Writing is Work

work

One thing that all writers need to be aware of is that writing is work. No one has ever sat down, typed up their piece, sent it off, then rode the serpent of success all the way to the bank. You get better at writing by writing, everyday. You achieve success by reading as much as you can, researching, taking on criticism – always learning and improving. Every rejection is part of the work. Every failure is part of the work. All of these things are part of the journey towards improvement and success – you can’t achieve what you want from your writing without failing every now and then. Your best work is driven by emotion, so you’re going to make mistakes as you rush to get your ideas out – and it’s often when you’re riding the edge of your comfort zone that you really hit the right notes, so you need to push yourself, you need to make mistakes and get criticised for it, you need to cop a rejection letter every now and then. It should drive you on, not knock you down.

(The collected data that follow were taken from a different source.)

//! Tests for error classification and display

use prometheus_throttle::core::{ErrorKind, OperationError, SchedulerError};

#[test]
fn test_status_classification() {
    assert_eq!(OperationError::from_status(429, "slow down").kind(), ErrorKind::RateLimited);
    assert_eq!(OperationError::from_status(503, "unavailable").kind(), ErrorKind::TransientService);
    assert_eq!(OperationError::from_status(504, "gateway timeout").kind(), ErrorKind::TransientService);
    assert_eq!(OperationError::from_status(401, "bad key").kind(), ErrorKind::Permanent);
    assert_eq!(OperationError::from_status(500, "server error").kind(), ErrorKind::Permanent);
}

#[test]
fn test_message_inference() {
    assert_eq!(
        OperationError::inferred("Rate limit reached for gpt-4").kind(),
        ErrorKind::RateLimited
    );
    assert_eq!(
        OperationError::inferred("You exceeded your current quota").kind(),
        ErrorKind::RateLimited
    );
    assert_eq!(
        OperationError::inferred("503 Service Unavailable").kind(),
        ErrorKind::TransientService
    );
    assert_eq!(
        OperationError::inferred("invalid JSON in request body").kind(),
        ErrorKind::Permanent
    );
}

#[test]
fn test_scheduler_error_display() {
    let err = SchedulerError::RetriesExhausted {
        attempts: 5,
        last_error: "429 Too Many Requests".into(),
    };
    assert_eq!(
        err.to_string(),
        "retries exhausted after 5 attempts: 429 Too Many Requests"
    );
    assert_eq!(SchedulerError::QueueFull { depth: 3 }.to_string(), "queue full: 3 tasks waiting");
    assert_eq!(SchedulerError::Cancelled.to_string(), "task cancelled");
    assert_eq!(SchedulerError::Shutdown.to_string(), "scheduler shut down");
}

#[test]
fn test_operation_kind_only_for_operation_errors() {
    let wrapped: SchedulerError = OperationError::permanent("bad prompt").into();
    assert_eq!(wrapped.operation_kind(), Some(ErrorKind::Permanent));
    assert_eq!(SchedulerError::Cancelled.operation_kind(), None);
}
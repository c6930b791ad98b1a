//! Tests for tokio spawner utilities

use prometheus_throttle::core::Spawn;
use prometheus_throttle::runtime::tokio_spawner::TokioSpawner;

#[tokio::test(flavor = "multi_thread", worker_threads = 2)]
async fn test_tokio_spawner_spawn() {
    let spawner = TokioSpawner::new(tokio::runtime::Handle::current());
    assert!(!spawner.owns_runtime());

    let (tx, rx) = tokio::sync::oneshot::channel();
    spawner.spawn(async move {
        tx.send(123).unwrap();
    });

    let result = rx.await.expect("oneshot result");
    assert_eq!(result, 123);
}

#[test]
fn test_owned_runtime_outlives_builder_scope() {
    let spawner = TokioSpawner::with_worker_threads(2).unwrap();
    assert!(spawner.owns_runtime());

    let (tx, rx) = std::sync::mpsc::channel();
    spawner.spawn(async move {
        tx.send("ran").unwrap();
    });

    assert_eq!(rx.recv().unwrap(), "ran");
}

#[test]
fn test_multi_thread_spawner_clones_share_runtime() {
    let spawner = TokioSpawner::multi_thread().unwrap();
    let clone = spawner.clone();
    drop(spawner);

    let (tx, rx) = std::sync::mpsc::channel();
    clone.spawn(async move {
        tokio::task::yield_now().await;
        tx.send(7).unwrap();
    });

    assert_eq!(rx.recv().unwrap(), 7);
}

Don’t ever be afraid to send your stuff out or refrain because of what someone else might think – everyone mis-steps, everyone makes a fool of themselves every now and then – this is part of the work also. Whenever I get rejected, my internal response is to make them regret it. I’ll succeed and show them that they were wrong. And it’s often not your writing that has been rejected anyway, it just didn’t fit what that editor wanted for that publication at that time. So take it in – no problem, wasn’t for them – show them what they missed out on by succeeding elsewhere.

The one thing you need to dedicate yourself to is becoming the best writer you can be. I’m always committed to being better, to reading more, to finding out what works and what doesn’t, and improving myself. I don’t want to be another good writer, I want to be the best writer there is. I want people to know my work, relate to it, to feel what I felt when I wrote it. To do that, I need to keep improving, keep working. The more you write, the easier the sentences flow.

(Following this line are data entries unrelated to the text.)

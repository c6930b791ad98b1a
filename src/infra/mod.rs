//! Infrastructure adapters backing the scheduler.

pub mod queue;

pub use queue::FifoQueue;
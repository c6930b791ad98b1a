//! Tests for builder modules

use std::collections::HashMap;
use std::sync::Arc;
use std::time::Duration;

use prometheus_throttle::builders::{build_schedulers, SchedulerBuilder};
use prometheus_throttle::config::{GatewayConfig, ThrottleConfig};
use prometheus_throttle::core::{
    AuditAction, InMemoryAuditSink, OperationError, Scheduler, SchedulerError, TaskContext,
};
use prometheus_throttle::runtime::TokioSpawner;

#[tokio::test]
async fn test_scheduler_builder_defaults() {
    let builder = SchedulerBuilder::new("openai", TokioSpawner::current());
    assert_eq!(builder.name(), "openai");
    assert_eq!(builder.throttle_config(), &ThrottleConfig::default());

    let scheduler: Scheduler<u8, _> = builder.build().unwrap();
    assert_eq!(scheduler.name(), "openai");
    assert_eq!(scheduler.limits().admission.max_per_period, 15);
}

#[tokio::test]
async fn test_scheduler_builder_rejects_invalid_config() {
    let result: Result<Scheduler<u8, _>, _> = SchedulerBuilder::new("broken", TokioSpawner::current())
        .config(ThrottleConfig {
            max_retries: 0,
            ..ThrottleConfig::default()
        })
        .build();
    match result {
        Err(SchedulerError::InvalidConfig(msg)) => assert!(msg.contains("broken")),
        Err(other) => panic!("expected InvalidConfig, got {other:?}"),
        Ok(_) => panic!("expected InvalidConfig"),
    }
}

#[tokio::test(start_paused = true)]
async fn test_scheduler_builder_wires_audit_sink() {
    let sink = InMemoryAuditSink::new(16);
    let scheduler: Scheduler<u8, _> = SchedulerBuilder::new("audited", TokioSpawner::current())
        .config(ThrottleConfig {
            min_interval_ms: 0,
            ..ThrottleConfig::default()
        })
        .audit_sink(Arc::new(sink.clone()))
        .build()
        .unwrap();

    scheduler
        .run(|| async { Ok::<u8, OperationError>(1) }, TaskContext::new("ping"))
        .await
        .unwrap();

    assert_eq!(sink.task_ids(AuditAction::Succeeded).len(), 1);
    assert_eq!(scheduler.limits().admission.min_interval, Duration::ZERO);
}

#[tokio::test]
async fn test_build_schedulers_per_service() {
    let mut schedulers = HashMap::new();
    schedulers.insert("openai".to_string(), ThrottleConfig::default());
    schedulers.insert(
        "search".to_string(),
        ThrottleConfig {
            max_per_period: 100,
            ..ThrottleConfig::default()
        },
    );
    let cfg = GatewayConfig { schedulers };

    let built = build_schedulers::<String, _>(&cfg, TokioSpawner::current()).unwrap();

    assert_eq!(built.len(), 2);
    assert_eq!(built["search"].limits().admission.max_per_period, 100);
    assert_eq!(built["openai"].name(), "openai");
}

#[tokio::test]
async fn test_build_schedulers_rejects_empty_gateway() {
    let result = build_schedulers::<String, _>(&GatewayConfig::default(), TokioSpawner::current());
    assert!(matches!(result, Err(SchedulerError::InvalidConfig(_))));
}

Now I’m never going to be the best writer there is, but that’s not the point. If you don’t aim to be the best, what are you aiming for? If you aren’t aiming to maximise your abilities to their best potential, then what’s the plan? Just try your best and see what happens? Having a high expectation of your work is what will push you on and drive you to improve – I may not be the best, but the more I work towards that goal, the closer I can get to it, and the closer I get to it, the better I become. Maybe I’m not the best, but I’ll be better than I was yesterday, and I’ll be better again tomorrow, and the next day, and every day for as long as I can put words to paper. And that’s the goal, to always be improving. The goal needs to be unattainable, it needs to be too high to ever meet, like a rabbit skimming out ahead of the greyhounds. I aim to be the best, I intend to be the best writer you’ll ever meet. Maybe I won’t be, but I’ll keep working anyway.

Writing is work, it’s constant – like anything, it’s about practice, passion and persistence. Ultimate success won’t come easy, but it shouldn’t. Otherwise it wouldn’t be an achievement, right?

 

6 comments

  1. femaleinferno

    I love this post! Yes! Every writer needs to schedule, make sacrifices and commit to a long term goal to produce a book. It’s a job, it’s an all cosuming passion, and despite yeilding little return, immensely satisfying

    • adhutchinson

      Thanks for checking it out, Casey, much appreciated. Yeah, it’s an aspect that I think all writers need to be clear on – it’s hard, there’s no easy way to literary success. It’s the best work, because you’re doing something you love, but none of it comes easy.

  2. Mick's Tales

    First, great article.

    Second, writing is hard. When I was a kid in elementary school, the flow of my pencil to paper did not end. Creative writing was the best part of the day. Then, I grew up, stopped writing, and the passion was lost. While I attended college, and studied business (marketing major), business writing was exciting, or so I thought. At the end of my degree, I began to hate business writing — it was dry and boring. Now that I am graduated, I want to immerse myself in writing again. Like you said Andrew, “writing is hard,” and I will find it hard. However, I don’t know what I want to write about. I don’t know that marketing interests me. At one point, I wanted to work in an area of social media (content curator?), but now I am not sure if I want to part of social media marketing. The pace and the stress does not appeal to me.

    I came across this article via Facebook. It made me laugh. Perhaps you can tell me whether writer’s and author’s median salary is + or – $50,000. I don’t think this is true.

    • adhutchinson

      Hi Mick,

      Thanks for reading – I’m a big advocate for social media, I think it’s fresh and full of opportunity for great writing – it is what you make of it, and I think you can do creative and exciting things in that area.

      In regards to author salaries – yes, it’s is either + or – $50k p.a. (it varies a lot so there’s no real way to answer that properly).

      Thanks again

      • Mick's Tales

        Hi Andrew,

        I like “I think it’s (social media) fresh and full of opportunity for great writing — it’s what you make of it.” Now, I need to embrace it and use it to write great content.